[TASK STATEMENT]: Please copy every line below that contains the string "false".

--- START ---

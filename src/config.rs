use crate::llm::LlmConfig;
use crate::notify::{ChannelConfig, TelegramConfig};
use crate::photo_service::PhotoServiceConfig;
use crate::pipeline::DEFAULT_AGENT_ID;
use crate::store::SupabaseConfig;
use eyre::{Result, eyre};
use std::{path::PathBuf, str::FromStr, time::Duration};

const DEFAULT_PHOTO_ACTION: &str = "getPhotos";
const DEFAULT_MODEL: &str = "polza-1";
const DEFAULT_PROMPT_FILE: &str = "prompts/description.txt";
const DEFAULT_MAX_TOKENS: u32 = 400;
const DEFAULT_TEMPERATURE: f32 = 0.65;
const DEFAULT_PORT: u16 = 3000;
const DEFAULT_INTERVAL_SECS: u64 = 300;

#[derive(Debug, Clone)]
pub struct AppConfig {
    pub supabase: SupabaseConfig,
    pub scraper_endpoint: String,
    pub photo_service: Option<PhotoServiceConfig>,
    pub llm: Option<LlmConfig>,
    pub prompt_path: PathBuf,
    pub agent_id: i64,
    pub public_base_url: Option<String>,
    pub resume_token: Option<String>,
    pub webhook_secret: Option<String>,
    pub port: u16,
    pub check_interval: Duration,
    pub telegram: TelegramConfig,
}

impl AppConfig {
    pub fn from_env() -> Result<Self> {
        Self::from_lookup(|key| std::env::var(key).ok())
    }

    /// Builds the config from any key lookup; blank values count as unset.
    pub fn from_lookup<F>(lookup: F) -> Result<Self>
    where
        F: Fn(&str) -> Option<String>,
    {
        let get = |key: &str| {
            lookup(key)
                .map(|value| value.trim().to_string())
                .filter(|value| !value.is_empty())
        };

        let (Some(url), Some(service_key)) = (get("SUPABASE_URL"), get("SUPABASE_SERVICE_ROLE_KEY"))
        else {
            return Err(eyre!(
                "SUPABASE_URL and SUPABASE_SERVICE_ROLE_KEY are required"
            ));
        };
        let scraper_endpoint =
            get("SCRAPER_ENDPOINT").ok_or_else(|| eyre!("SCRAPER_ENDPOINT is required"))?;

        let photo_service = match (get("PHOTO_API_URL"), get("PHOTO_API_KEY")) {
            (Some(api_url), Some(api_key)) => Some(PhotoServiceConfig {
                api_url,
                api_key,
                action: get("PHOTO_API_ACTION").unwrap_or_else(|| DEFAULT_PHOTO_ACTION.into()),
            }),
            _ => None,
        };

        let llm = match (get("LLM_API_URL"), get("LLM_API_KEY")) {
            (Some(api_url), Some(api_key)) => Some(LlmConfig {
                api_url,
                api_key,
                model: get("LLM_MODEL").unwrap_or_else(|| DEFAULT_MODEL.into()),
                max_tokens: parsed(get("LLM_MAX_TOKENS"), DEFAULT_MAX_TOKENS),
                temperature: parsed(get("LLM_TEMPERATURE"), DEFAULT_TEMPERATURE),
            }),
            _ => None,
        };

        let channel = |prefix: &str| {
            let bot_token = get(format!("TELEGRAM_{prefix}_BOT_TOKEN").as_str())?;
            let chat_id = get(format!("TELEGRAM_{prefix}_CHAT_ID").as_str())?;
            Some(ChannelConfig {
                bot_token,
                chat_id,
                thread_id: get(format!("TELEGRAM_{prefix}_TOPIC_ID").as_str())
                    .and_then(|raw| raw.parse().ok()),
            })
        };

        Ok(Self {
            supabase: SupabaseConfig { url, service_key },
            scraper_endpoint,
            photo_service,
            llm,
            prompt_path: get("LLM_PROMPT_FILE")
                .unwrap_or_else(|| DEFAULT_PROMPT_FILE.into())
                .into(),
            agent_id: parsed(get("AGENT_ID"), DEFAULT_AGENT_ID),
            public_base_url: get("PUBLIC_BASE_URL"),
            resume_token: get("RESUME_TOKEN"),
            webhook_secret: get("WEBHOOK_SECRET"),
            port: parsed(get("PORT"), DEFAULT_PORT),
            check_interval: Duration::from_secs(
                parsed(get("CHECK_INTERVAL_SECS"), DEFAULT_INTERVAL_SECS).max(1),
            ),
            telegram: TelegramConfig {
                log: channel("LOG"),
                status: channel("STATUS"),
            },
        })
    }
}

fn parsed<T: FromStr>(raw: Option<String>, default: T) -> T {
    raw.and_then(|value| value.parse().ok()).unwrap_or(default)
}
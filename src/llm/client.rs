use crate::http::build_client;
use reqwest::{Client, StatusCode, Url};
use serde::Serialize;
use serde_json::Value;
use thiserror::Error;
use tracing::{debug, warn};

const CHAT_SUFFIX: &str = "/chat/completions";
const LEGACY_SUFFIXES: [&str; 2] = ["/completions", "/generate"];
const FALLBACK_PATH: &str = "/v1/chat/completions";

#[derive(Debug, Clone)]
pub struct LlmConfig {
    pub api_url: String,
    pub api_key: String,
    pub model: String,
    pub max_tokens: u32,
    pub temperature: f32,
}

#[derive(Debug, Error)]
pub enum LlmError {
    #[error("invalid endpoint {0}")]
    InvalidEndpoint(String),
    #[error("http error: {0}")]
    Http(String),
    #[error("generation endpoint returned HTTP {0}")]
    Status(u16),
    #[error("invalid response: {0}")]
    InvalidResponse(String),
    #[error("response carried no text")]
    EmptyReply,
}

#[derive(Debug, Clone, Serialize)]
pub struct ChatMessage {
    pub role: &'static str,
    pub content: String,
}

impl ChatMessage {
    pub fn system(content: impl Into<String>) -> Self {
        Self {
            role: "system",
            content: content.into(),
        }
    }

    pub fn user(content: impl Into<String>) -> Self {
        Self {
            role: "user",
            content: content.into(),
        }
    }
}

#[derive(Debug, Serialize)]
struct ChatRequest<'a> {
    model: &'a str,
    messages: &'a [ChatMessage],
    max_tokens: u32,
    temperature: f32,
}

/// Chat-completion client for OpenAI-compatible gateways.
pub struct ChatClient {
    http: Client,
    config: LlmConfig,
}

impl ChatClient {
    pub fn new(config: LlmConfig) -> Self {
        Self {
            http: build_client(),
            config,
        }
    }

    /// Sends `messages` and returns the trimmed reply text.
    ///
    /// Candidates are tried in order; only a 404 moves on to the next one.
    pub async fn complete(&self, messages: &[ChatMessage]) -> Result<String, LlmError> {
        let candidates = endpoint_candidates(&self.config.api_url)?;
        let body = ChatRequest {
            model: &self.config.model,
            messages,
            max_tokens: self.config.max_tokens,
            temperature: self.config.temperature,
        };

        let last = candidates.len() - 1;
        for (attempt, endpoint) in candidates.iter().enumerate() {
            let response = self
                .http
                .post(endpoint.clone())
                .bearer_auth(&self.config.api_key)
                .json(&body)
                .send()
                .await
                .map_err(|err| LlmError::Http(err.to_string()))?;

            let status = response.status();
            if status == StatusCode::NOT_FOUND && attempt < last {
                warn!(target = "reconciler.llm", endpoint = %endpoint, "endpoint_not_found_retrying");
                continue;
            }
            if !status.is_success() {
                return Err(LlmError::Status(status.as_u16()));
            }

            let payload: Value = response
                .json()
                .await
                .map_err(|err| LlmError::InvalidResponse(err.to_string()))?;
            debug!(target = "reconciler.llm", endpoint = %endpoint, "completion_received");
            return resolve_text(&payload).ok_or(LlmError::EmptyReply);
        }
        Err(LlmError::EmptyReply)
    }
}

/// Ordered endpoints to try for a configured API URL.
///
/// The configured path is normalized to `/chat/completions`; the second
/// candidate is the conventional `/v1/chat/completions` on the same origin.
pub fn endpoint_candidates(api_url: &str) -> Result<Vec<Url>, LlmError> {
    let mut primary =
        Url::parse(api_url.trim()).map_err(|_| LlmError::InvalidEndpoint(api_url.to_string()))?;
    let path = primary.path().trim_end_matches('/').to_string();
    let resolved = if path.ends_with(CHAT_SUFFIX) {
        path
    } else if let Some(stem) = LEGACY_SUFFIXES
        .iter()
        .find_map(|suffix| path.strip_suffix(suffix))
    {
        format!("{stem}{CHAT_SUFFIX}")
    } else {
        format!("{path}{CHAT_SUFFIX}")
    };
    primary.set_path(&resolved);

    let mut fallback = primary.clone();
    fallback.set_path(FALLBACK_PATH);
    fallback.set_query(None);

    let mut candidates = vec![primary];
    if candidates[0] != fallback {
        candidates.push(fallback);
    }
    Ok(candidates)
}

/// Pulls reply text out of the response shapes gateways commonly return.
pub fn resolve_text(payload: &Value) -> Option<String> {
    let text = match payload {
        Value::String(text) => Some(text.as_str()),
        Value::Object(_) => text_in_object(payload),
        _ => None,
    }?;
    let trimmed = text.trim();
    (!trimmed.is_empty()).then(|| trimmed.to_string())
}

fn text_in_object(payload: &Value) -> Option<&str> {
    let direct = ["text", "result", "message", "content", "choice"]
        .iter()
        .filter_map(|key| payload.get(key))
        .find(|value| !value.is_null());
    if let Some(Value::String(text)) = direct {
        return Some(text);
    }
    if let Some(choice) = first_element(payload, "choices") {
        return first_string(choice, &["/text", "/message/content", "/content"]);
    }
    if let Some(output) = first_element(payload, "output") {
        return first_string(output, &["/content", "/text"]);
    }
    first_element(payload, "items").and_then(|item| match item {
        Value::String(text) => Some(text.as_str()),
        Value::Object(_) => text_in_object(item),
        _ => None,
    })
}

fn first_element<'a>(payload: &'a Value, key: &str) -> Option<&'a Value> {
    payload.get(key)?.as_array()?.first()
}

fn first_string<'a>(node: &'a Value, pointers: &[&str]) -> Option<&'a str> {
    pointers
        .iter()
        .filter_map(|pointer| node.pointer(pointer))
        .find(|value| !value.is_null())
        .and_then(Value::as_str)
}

--- END ---
--- START ---

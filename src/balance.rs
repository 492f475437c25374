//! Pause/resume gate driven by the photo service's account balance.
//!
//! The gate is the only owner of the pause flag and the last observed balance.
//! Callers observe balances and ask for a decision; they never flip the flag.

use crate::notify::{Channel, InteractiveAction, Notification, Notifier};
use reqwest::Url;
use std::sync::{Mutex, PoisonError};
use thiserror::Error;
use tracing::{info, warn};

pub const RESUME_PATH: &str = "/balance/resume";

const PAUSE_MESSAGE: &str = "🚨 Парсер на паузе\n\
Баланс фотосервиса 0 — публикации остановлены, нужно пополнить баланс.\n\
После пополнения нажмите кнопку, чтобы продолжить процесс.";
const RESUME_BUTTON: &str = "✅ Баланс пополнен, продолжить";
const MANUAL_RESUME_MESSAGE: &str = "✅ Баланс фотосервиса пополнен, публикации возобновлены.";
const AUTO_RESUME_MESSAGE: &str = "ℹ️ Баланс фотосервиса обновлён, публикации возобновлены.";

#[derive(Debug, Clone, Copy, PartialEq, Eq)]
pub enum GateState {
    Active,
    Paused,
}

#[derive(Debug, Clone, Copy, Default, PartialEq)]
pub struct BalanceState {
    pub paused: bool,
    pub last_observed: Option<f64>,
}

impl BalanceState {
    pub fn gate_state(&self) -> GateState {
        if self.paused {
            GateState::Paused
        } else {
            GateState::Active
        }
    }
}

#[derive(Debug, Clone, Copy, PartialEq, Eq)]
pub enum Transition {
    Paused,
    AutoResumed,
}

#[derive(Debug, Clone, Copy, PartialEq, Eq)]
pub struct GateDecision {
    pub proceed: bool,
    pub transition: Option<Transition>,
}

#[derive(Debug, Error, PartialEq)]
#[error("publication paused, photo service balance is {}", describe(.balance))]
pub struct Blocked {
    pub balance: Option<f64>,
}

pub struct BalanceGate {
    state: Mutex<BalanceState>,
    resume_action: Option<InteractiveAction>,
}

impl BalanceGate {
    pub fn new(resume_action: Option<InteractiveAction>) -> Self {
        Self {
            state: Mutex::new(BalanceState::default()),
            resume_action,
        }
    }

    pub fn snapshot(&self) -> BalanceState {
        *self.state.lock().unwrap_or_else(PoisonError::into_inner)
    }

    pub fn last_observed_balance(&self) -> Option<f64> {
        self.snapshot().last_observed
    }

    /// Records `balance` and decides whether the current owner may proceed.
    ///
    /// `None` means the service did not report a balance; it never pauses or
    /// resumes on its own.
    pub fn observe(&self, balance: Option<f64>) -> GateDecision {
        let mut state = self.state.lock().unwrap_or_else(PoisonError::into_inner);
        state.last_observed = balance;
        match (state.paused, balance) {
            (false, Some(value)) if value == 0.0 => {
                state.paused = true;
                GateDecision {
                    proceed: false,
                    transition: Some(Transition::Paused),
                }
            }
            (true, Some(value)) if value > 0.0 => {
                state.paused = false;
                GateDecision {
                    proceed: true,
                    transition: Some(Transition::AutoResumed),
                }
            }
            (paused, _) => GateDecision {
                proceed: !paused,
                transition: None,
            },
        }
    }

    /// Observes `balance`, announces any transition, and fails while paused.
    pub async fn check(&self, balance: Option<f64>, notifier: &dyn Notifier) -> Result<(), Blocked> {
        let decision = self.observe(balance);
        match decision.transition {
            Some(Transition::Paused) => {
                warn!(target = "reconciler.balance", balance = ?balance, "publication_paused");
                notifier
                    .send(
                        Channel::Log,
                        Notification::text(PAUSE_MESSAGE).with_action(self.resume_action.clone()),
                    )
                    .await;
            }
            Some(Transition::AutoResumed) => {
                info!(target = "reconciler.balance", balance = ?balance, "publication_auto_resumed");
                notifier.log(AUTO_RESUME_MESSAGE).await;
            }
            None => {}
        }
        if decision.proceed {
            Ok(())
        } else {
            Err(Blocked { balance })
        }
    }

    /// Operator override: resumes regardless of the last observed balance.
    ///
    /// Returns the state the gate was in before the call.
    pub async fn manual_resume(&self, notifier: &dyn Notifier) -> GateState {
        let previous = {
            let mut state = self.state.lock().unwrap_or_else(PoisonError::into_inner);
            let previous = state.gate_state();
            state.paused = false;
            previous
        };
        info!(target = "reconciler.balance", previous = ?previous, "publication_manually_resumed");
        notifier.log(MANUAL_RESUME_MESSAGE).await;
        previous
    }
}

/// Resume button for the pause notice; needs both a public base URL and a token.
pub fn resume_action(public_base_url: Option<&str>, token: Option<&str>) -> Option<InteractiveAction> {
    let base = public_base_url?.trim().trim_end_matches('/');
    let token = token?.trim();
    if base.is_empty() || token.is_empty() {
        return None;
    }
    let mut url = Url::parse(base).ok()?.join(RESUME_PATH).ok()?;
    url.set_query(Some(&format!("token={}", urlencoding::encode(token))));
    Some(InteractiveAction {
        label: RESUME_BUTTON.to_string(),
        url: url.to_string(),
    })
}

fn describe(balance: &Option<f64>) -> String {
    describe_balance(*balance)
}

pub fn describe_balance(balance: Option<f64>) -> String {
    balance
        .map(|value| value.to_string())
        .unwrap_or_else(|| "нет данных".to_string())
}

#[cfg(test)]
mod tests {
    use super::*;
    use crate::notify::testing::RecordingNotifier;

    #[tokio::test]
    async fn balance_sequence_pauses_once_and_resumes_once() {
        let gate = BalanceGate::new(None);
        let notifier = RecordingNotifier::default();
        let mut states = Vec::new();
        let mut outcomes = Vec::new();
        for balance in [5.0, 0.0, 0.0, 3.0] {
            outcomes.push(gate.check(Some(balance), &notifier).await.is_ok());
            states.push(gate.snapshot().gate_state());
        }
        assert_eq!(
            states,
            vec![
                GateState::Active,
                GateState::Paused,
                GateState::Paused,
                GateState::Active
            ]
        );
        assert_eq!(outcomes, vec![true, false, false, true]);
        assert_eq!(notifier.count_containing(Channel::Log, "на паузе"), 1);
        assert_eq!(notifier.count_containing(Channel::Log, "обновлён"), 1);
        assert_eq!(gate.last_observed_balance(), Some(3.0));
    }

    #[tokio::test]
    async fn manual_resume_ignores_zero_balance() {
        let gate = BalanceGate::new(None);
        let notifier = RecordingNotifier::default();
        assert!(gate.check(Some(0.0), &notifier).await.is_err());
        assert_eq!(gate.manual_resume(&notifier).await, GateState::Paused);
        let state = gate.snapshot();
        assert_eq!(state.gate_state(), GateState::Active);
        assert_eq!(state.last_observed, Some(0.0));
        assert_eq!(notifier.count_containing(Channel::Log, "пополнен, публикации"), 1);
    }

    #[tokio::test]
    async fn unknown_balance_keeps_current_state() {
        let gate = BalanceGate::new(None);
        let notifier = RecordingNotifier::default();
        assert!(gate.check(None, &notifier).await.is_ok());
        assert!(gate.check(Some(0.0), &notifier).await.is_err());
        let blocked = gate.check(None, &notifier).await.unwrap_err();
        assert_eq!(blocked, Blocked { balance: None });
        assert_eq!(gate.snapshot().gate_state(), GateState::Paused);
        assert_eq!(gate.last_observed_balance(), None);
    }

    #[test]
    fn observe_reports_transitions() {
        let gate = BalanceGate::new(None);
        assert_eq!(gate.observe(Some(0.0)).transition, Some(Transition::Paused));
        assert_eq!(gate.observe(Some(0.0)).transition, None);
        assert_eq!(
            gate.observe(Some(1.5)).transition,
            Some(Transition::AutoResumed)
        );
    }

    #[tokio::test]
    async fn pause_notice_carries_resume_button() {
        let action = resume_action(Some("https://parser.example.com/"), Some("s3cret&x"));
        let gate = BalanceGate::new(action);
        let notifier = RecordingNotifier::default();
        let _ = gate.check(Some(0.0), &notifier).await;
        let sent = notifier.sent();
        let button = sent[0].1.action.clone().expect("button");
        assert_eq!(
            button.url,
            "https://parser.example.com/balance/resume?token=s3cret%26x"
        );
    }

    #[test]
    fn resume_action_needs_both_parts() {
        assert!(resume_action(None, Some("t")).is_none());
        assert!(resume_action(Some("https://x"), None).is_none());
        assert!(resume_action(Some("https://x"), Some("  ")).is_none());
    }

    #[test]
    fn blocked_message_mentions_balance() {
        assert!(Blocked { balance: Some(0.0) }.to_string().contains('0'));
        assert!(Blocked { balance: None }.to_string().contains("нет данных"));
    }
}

--- END ---

[RESULT FOR THIS EXERCISE]:
            (false, Some(value)) if value == 0.0 => {
                    proceed: false,
                state.paused = false;
            state.paused = false;
        assert_eq!(outcomes, vec![true, false, false, true]);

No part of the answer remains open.